The line containing "use tokio_tungstenite::tungstenite::Message;" marks the end: output every line of the data up to it, and that line too, exactly as written.

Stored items
########

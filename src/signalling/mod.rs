//! Signalling Client (spec §4.2): the WebSocket session that tells the room
//! who we are and hands back the room's roster every time it changes.
//!
//! Structurally the same shape as the teacher's `CLI/src/main.rs` — connect,
//! split into write/read halves, send a handshake, read a stream of frames —
//! but without its reconnect-forever loop: a dropped connection here
//! publishes an empty roster and the reader simply ends. `join_room` is the
//! only thing that re-establishes a session.

pub mod protocol;

use futures_util::{SinkExt, StreamExt};
use log::Level;
use tokio::sync::mpsc;
use tokio_tungstenite::connect_async;
use tokio_tungstenite::tungstenite::Message;
use tokio_util::sync::CancellationToken;

use crate::config::Config;
use crate::data::Endpoint;
use crate::error::CoreError;
use crate::events::{emit_log, CoreEvent};
use crate::transport::Transport;

use protocol::{build_room_url, decode_roster, encode_handshake};

/// Connect to the signalling service for `room`, send the handshake, and
/// spawn the background reader that feeds every roster it receives to
/// `transport`. Returns `room` once the handshake has been written, so the
/// caller (`Core::join_room`) has something to hand back to the UI.
pub async fn join(
    config: &Config,
    room: String,
    local: Endpoint,
    transport: std::sync::Arc<Transport>,
    events: mpsc::Sender<CoreEvent>,
    cancel: CancellationToken,
) -> Result<String, CoreError> {
    if room.trim().is_empty() {
        return Err(CoreError::EmptyRoomName);
    }

    let url = build_room_url(config, &room)?;
    let (stream, _response) = connect_async(url.as_str())
        .await
        .map_err(|e| CoreError::Dial(anyhow::Error::from(e)))?;

    let (mut write, mut read) = stream.split();

    let handshake = encode_handshake(&local)?;
    write
        .send(Message::Text(handshake.into()))
        .await
        .map_err(|e| CoreError::Dial(anyhow::Error::from(e)))?;

    let joined_room = room.clone();
    tokio::spawn(async move {
        loop {
            tokio::select! {
                _ = cancel.cancelled() => break,
                frame = read.next() => {
                    match frame {
                        Some(Ok(Message::Text(text))) => {
                            match decode_roster(&text) {
                                Ok(roster) => transport.apply_roster(roster),
                                Err(e) => emit_log(
                                    &events,
                                    Level::Warn,
                                    format!("malformed roster frame for room {joined_room}: {e}"),
                                ),
                            }
                        }
                        Some(Ok(Message::Close(_))) | None => break,
                        Some(Ok(_)) => {}
                        Some(Err(e)) => {
                            emit_log(
                                &events,
                                Level::Warn,
                                format!("signalling connection for room {joined_room} dropped: {e}"),
                            );
                            break;
                        }
                    }
                }
            }
        }
        // Connection gone: the room has no authoritative membership list
        // any more, so publish that as an empty roster (spec §4.2).
        transport.apply_roster(Vec::new());
    });

    Ok(room)
}
//! Reassembly Engine (spec §4.7): buffer and reorder chunks into complete
//! frames, bounded so unreliable concurrent frame streams cannot leak
//! memory (spec §9 — required, absent from the observed source).
//!
//! Guarded by one dedicated `parking_lot::Mutex`, held across the per-chunk
//! update and completion check for a single bucket, same as the Peer Table
//! — two mutexes, never nested, acquisition order therefore trivially
//! deadlock-free (spec §5).

use std::collections::HashMap;
use std::sync::Arc;
use std::time::{Duration, Instant};

use log::Level;
use parking_lot::Mutex;
use tokio::sync::mpsc;
use tokio::time::interval;
use tokio_util::sync::CancellationToken;

use crate::config::Config;
use crate::data::PeerKey;
use crate::events::{emit_log, CoreEvent};
use crate::transport::protocol::{has_image_magic, ChunkHeader};

type FrameKey = (PeerKey, u32);

enum BucketState {
    Partial {
        chunks: HashMap<u16, Vec<u8>>,
        total_chunks: u16,
        first_seen: Instant,
    },
}

struct Bucket {
    state: BucketState,
}

impl Bucket {
    fn new(total_chunks: u16) -> Self {
        Self {
            state: BucketState::Partial {
                chunks: HashMap::new(),
                total_chunks,
                first_seen: Instant::now(),
            },
        }
    }
}

pub struct ReassemblyEngine {
    buckets: Mutex<HashMap<FrameKey, Bucket>>,
    bucket_ttl: Duration,
    max_buckets_per_sender: usize,
}

/// Outcome of feeding one chunk in, so the caller can log/emit without the
/// engine itself needing an events handle for every internal decision.
enum Ingest {
    Buffered,
    Discarded(&'static str),
    Completed(Vec<u8>),
}

impl ReassemblyEngine {
    pub fn new(config: &Config) -> Arc<Self> {
        Arc::new(Self {
            buckets: Mutex::new(HashMap::new()),
            bucket_ttl: config.bucket_ttl(),
            max_buckets_per_sender: config.max_buckets_per_sender,
        })
    }

    /// Feed one chunk in. Emits `frame-received` on completion, exactly as
    /// spec §4.7 steps 1–4 describe; every other outcome (buffered,
    /// discarded) is silent to the UI and only logged (spec §7: "incomplete
    /// frame: evict by age, never block completion").
    pub fn ingest(
        &self,
        sender: &PeerKey,
        header: ChunkHeader,
        payload: &[u8],
        events: &mpsc::Sender<CoreEvent>,
    ) {
        let outcome = self.ingest_locked(sender, header, payload);
        match outcome {
            Ingest::Buffered => {}
            Ingest::Discarded(reason) => {
                emit_log(
                    events,
                    Level::Debug,
                    format!(
                        "dropped chunk for frame {} from {sender}: {reason}",
                        header.frame_id
                    ),
                );
            }
            Ingest::Completed(frame) => {
                if has_image_magic(&frame) {
                    crate::events::emit(events, CoreEvent::FrameReceived(frame));
                } else {
                    emit_log(
                        events,
                        Level::Warn,
                        format!(
                            "assembled frame {} from {sender} failed magic-number check, dropping",
                            header.frame_id
                        ),
                    );
                }
            }
        }
    }

    fn ingest_locked(&self, sender: &PeerKey, header: ChunkHeader, payload: &[u8]) -> Ingest {
        let key: FrameKey = (sender.clone(), header.frame_id);
        let mut buckets = self.buckets.lock();

        evict_stale_for_sender(&mut buckets, sender, self.bucket_ttl);
        cap_buckets_for_sender(&mut buckets, sender, key.1, self.max_buckets_per_sender);

        let bucket = buckets.entry(key.clone()).or_insert_with(|| Bucket::new(header.total_chunks));

        let BucketState::Partial {
            chunks,
            total_chunks,
            ..
        } = &mut bucket.state;

        if *total_chunks != header.total_chunks {
            return Ingest::Discarded("totalChunks disagrees with bucket");
        }

        chunks.insert(header.chunk_id, payload.to_vec());

        if chunks.len() != *total_chunks as usize {
            return Ingest::Buffered;
        }

        // Bucket is complete — concatenate in ascending chunkID order.
        let mut assembled = Vec::new();
        for i in 0..*total_chunks {
            match chunks.get(&i) {
                Some(bytes) => assembled.extend_from_slice(bytes),
                None => {
                    // Count matched but an index is missing: corrupted
                    // totalChunks. Defensive per spec §4.7.4a.
                    buckets.remove(&key);
                    return Ingest::Discarded("chunk count matched but an index was missing");
                }
            }
        }
        buckets.remove(&key);
        Ingest::Completed(assembled)
    }

    #[cfg(test)]
    fn bucket_count(&self) -> usize {
        self.buckets.lock().len()
    }
}

fn evict_stale_for_sender(
    buckets: &mut HashMap<FrameKey, Bucket>,
    sender: &PeerKey,
    ttl: Duration,
) {
    buckets.retain(|(key_sender, _), bucket| {
        if key_sender != sender {
            return true;
        }
        let BucketState::Partial { first_seen, .. } = &bucket.state;
        first_seen.elapsed() < ttl
    });
}

/// Enforce the per-sender live-bucket cap by evicting the oldest bucket for
/// `sender` before a brand-new frame ID would push it over the limit.
fn cap_buckets_for_sender(
    buckets: &mut HashMap<FrameKey, Bucket>,
    sender: &PeerKey,
    incoming_frame_id: u32,
    max_per_sender: usize,
) {
    let is_new_frame = !buckets.contains_key(&(sender.clone(), incoming_frame_id));
    if !is_new_frame {
        return;
    }
    let sender_keys: Vec<FrameKey> = buckets
        .keys()
        .filter(|(s, _)| s == sender)
        .cloned()
        .collect();
    if sender_keys.len() < max_per_sender {
        return;
    }
    if let Some(oldest) = sender_keys.into_iter().min_by_key(|key| {
        let BucketState::Partial { first_seen, .. } = &buckets[key].state;
        *first_seen
    }) {
        buckets.remove(&oldest);
    }
}

/// Periodic sweep (spec §4.7, §9): reclaims buckets belonging to senders
/// that stopped sending entirely, not just a sender that dropped one chunk
/// of an otherwise-active stream (the inline sweep in `ingest` only runs for
/// the sender of the *current* chunk).
pub fn spawn_eviction_sweep(
    engine: Arc<ReassemblyEngine>,
    config: &Config,
    events: mpsc::Sender<CoreEvent>,
    cancel: CancellationToken,
) -> tokio::task::JoinHandle<()> {
    let period = config.eviction_interval();
    let ttl = engine.bucket_ttl;
    tokio::spawn(async move {
        let mut tick = interval(period);
        loop {
            tokio::select! {
                _ = cancel.cancelled() => break,
                _ = tick.tick() => {
                    let removed = {
                        let mut buckets = engine.buckets.lock();
                        let before = buckets.len();
                        buckets.retain(|_, bucket| {
                            let BucketState::Partial { first_seen, .. } = &bucket.state;
                            first_seen.elapsed() < ttl
                        });
                        before - buckets.len()
                    };
                    if removed > 0 {
                        emit_log(
                            &events,
                            Level::Debug,
                            format!("reassembly sweep evicted {removed} stale bucket(s)"),
                        );
                    }
                }
            }
        }
    })
}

########

Answer for this exercise
filename src/signalling/mod.rs
//! Signalling Client (spec §4.2): the WebSocket session that tells the room
//! who we are and hands back the room's roster every time it changes.
//!
//! Structurally the same shape as the teacher's `CLI/src/main.rs` — connect,
//! split into write/read halves, send a handshake, read a stream of frames —
//! but without its reconnect-forever loop: a dropped connection here
//! publishes an empty roster and the reader simply ends. `join_room` is the
//! only thing that re-establishes a session.

pub mod protocol;

use futures_util::{SinkExt, StreamExt};
use log::Level;
use tokio::sync::mpsc;
use tokio_tungstenite::connect_async;
use tokio_tungstenite::tungstenite::Message;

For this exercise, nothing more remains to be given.